* [Prompt]
Among the records below, how many lines contain "description"? State the number and nothing more.

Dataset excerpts
------------------------------------------------
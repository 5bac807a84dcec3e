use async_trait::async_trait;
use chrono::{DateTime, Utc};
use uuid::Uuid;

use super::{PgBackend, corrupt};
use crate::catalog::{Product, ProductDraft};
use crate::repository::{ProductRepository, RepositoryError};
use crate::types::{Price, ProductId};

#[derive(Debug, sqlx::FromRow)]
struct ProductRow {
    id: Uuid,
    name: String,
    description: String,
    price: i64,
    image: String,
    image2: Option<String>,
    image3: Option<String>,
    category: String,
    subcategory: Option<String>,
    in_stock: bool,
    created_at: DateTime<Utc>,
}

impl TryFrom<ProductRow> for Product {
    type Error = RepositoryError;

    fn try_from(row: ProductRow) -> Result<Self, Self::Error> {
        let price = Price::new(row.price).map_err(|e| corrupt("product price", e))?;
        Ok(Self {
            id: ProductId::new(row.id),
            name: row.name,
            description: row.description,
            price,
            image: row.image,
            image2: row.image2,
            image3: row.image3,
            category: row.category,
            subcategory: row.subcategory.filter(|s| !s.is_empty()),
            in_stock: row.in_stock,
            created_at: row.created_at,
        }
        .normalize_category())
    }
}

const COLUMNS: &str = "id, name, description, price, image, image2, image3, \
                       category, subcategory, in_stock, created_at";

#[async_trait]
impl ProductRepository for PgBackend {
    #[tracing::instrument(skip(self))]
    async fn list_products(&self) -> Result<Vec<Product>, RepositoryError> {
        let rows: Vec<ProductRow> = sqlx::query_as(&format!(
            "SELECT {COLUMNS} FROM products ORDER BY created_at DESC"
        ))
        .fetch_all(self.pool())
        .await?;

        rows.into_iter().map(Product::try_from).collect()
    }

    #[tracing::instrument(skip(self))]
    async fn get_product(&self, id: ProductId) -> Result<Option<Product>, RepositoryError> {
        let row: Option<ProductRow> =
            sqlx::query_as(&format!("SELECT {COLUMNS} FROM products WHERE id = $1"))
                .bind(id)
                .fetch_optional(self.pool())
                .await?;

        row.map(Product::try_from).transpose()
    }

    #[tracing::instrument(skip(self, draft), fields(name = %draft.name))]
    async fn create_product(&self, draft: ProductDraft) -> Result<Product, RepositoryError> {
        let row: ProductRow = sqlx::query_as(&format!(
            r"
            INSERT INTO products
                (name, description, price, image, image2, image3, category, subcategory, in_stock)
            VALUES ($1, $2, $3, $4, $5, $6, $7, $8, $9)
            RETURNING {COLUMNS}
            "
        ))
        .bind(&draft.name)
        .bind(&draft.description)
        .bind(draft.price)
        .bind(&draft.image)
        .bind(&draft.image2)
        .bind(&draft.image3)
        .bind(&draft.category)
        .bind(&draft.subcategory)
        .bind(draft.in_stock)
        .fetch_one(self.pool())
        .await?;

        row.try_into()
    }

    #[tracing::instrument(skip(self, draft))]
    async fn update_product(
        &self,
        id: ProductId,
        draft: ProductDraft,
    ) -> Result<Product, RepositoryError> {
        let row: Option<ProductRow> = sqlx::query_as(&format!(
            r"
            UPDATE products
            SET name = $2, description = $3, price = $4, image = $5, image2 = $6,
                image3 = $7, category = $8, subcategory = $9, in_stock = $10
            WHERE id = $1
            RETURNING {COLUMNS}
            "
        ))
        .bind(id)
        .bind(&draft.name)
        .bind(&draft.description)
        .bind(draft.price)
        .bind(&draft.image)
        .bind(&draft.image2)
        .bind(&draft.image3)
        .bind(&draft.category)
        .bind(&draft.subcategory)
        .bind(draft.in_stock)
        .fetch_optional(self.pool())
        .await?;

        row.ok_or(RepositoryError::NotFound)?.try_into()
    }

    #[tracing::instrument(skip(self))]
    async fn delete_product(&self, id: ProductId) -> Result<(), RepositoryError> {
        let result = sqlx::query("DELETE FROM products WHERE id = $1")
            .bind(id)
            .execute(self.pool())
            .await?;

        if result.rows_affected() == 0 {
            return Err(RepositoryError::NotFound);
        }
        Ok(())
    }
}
------------------------------------------------
* [Answer space]
7